When a team member who is a doctor first gave lectures to his fellow doctors, he called it a "new technique". About 10 of the 40 doctors resisted the change. He learned to call it a "suggested technique" because people "don't like to be told what to do. It wouldn't have worked if we tried to force people to use it."

Words: 781

    助你快速康復(fù)的參考技術(shù)
    在位于佛蒙特州的醫(yī)療中心醫(yī)院,過去開胸手術(shù)的平均費用是26,300美元,如今減少了3,000美元。
    同時減少的還有病人的痛苦。 過去,手術(shù)后病人平均要疼大約37個小時,一根拇指粗細的塑料導(dǎo)管經(jīng)口腔或鼻腔插入喉嚨,深至11英寸。 導(dǎo)管幫助病人呼吸,但病人說感覺它就像一把火燒過喉嚨,比開胸還難受。
    兩年前,出于一家保健組織(HMO)要求減少成本的壓力,這家有115年歷史的教學(xué)醫(yī)院組建了一支15人小組,他們得到醫(yī)院總經(jīng)理的許可來研制一種方法,以便盡早去掉導(dǎo)管。 這將減少病人的痛苦,幫助醫(yī)院盡早將病人從重病特別護理區(qū)轉(zhuǎn)出去——該區(qū)向病人或其保險公司每日收取1,600美元。 由于重病特別護理區(qū)一直床位不足,所以醫(yī)院面臨著造價高昂的擴建問題, 而早日轉(zhuǎn)出病人則會消除額外病房和額外床位之需。
    直到最近,許多醫(yī)院還在一直拒絕采取行動,把病人從特護區(qū)移至日花費800美元的病房。 然而,全國范圍內(nèi)要求降低醫(yī)療成本的努力,導(dǎo)致了醫(yī)院思維方式的戲劇性改變。 越來越多的保險公司和保健組織,不論病人住院多久,只為每位病人向醫(yī)院支付一筆固定金額的費用。 一家保健組織甚至威脅說,如果醫(yī)療中心醫(yī)院再不降低成本,它就要將其心臟手術(shù)病人轉(zhuǎn)出該醫(yī)院。
    這個由六名醫(yī)生、三名護士、三名呼吸系統(tǒng)專家、兩名藥物專家和一名負責(zé)人組成的小組研究了當(dāng)時的情況,并作出了改進,這些改進為該小組贏得了一項質(zhì)量改進特別獎。
    由于該小組的工作,開胸手術(shù)病人的平均住院時間從9天減到7天。 有些人只住5天就出院了。 導(dǎo)管插入病人喉嚨的時間一般為29小時。 而死亡率也稍有下降,可能是因為異物去除后感染減少的緣故。

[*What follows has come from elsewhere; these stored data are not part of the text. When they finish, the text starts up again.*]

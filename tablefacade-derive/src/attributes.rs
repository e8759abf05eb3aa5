//! Attribute parsing utilities

use syn::{Attribute, ExprLit, Lit, LitStr};

/// `#[relational(value = "...", name = "...")]`
#[derive(Debug, Default, Clone, PartialEq, Eq)]
pub struct Relational {
    pub value: Option<String>,
    pub name: Option<String>,
}

impl Relational {
    /// Non-empty `value` wins over `name`.
    pub fn preferred(&self) -> Option<&str> {
        match (self.value.as_deref(), self.name.as_deref()) {
            (Some(value), _) if !value.is_empty() => Some(value),
            (_, Some(name)) => Some(name),
            (value, None) => value,
        }
    }
}

/// Table annotations of a struct.
#[derive(Debug, Default)]
pub struct TableAttributes {
    pub table_name: Option<String>,
    pub relational: Option<Relational>,
}

/// Column annotations of a field.
#[derive(Debug, Default)]
pub struct ColumnAttributes {
    pub column_name: Option<String>,
    pub relational: Option<Relational>,
}

impl ColumnAttributes {
    pub fn is_mapped(&self) -> bool {
        self.column_name.is_some() || self.relational.is_some()
    }
}

/// Value of a `#[name = "..."]` attribute.
fn name_value_str(attr: &Attribute) -> syn::Result<String> {
    let meta = attr.meta.require_name_value()?;
    match &meta.value {
        syn::Expr::Lit(ExprLit {
            lit: Lit::Str(s), ..
        }) => Ok(s.value()),
        other => Err(syn::Error::new_spanned(other, "expected a string literal")),
    }
}

fn parse_relational(attr: &Attribute) -> syn::Result<Relational> {
    let mut relational = Relational::default();
    attr.parse_nested_meta(|meta| {
        let slot = if meta.path.is_ident("value") {
            &mut relational.value
        } else if meta.path.is_ident("name") {
            &mut relational.name
        } else {
            return Err(meta.error("expected `value` or `name`"));
        };
        let lit: LitStr = meta.value()?.parse()?;
        *slot = Some(lit.value());
        Ok(())
    })?;
    Ok(relational)
}

/// Extract table annotations from struct attributes
pub fn parse_table_attributes(attrs: &[Attribute]) -> syn::Result<TableAttributes> {
    let mut parsed = TableAttributes::default();
    for attr in attrs {
        if attr.path().is_ident("table_name") {
            parsed.table_name = Some(name_value_str(attr)?);
        } else if attr.path().is_ident("relational") {
            parsed.relational = Some(parse_relational(attr)?);
        }
    }
    Ok(parsed)
}

/// Extract column annotations from field attributes
pub fn parse_column_attributes(attrs: &[Attribute]) -> syn::Result<ColumnAttributes> {
    let mut parsed = ColumnAttributes::default();
    for attr in attrs {
        if attr.path().is_ident("column_name") {
            parsed.column_name = Some(name_value_str(attr)?);
        } else if attr.path().is_ident("relational") {
            parsed.relational = Some(parse_relational(attr)?);
        }
    }
    Ok(parsed)
}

    初期,小組使用了被稱為水準(zhǔn)基標(biāo)法的質(zhì)量改進概念,即采用其他公司使用的最佳方法或療程。 小組成員從一家電氣公司那里借用了一種七步問題解決法。 每次會晤都著重討論一個步驟。 首先,他們試圖弄明白這個療程(對術(shù)后心臟病人的治療)有何不妥。 再次開會時,他們確定了改進目標(biāo)。
    小組成員還研讀了醫(yī)學(xué)文獻,并與曾在其他醫(yī)院工作過的新員工交流。 他們發(fā)現(xiàn),有些醫(yī)院導(dǎo)管去除得很早。 這些醫(yī)院削減了原本大量使用的止痛藥,這些藥通常在手術(shù)中和手術(shù)后都使用,主要是用來控制血壓而不是止疼。
    "他們的事跡將有深遠的結(jié)果,"給該小組頒發(fā)質(zhì)量獎的鑒定人說。 "有了新的術(shù)后療程,他們具備了更強的對醫(yī)療改革作出反應(yīng)的能力。"
    使用藥性消失得快的止痛藥和簡單的止痛片,病人不會沉睡太久,而且能更快恢復(fù)自行呼吸。 他們沒有額外的痛苦,醒時更為清醒,而導(dǎo)管也去除得快——有時術(shù)后6小時就拿走了。
    小組由一位呼吸治療方面的負責(zé)人帶領(lǐng),他們稱此療程為"輕度手術(shù)",因為病人保持半睡眠狀態(tài)而不是完全昏迷。 護士也驚喜地發(fā)現(xiàn):因為病人的用藥不那么重,所以進入特護病房后他們很快就醒了。 工作人員仍舊把病人叫做"新的心臟",因為他們剛下手術(shù)臺時深度昏迷,面色蒼白。 但是,由于病人不再像木頭似地沉睡,護士們能很快熟悉他們,并幫助他們康復(fù)起來,一位小組成員說,"這太好了。"
    盡管小組成員幾乎一開始就知道減少藥物是答案所在,但他們受到了來自傳統(tǒng)派的反對。 他們用了6周時間來向人們解釋改變的意義,來贏得醫(yī)生、護士和呼吸系統(tǒng)專家的合作——所有這些人都安于舊的治療程序。
    有一位小組成員,他本人是個醫(yī)生,當(dāng)他第一次給自己的同事做講座時,他稱它為"新技術(shù)"。 40名醫(yī)生中大概有10名反對這種改變。 后來他改稱它為"參考技術(shù)",因為人們"都不喜歡由別人告訴自己該怎么做。 如果我們強迫人們使用它,那是不會奏效的。"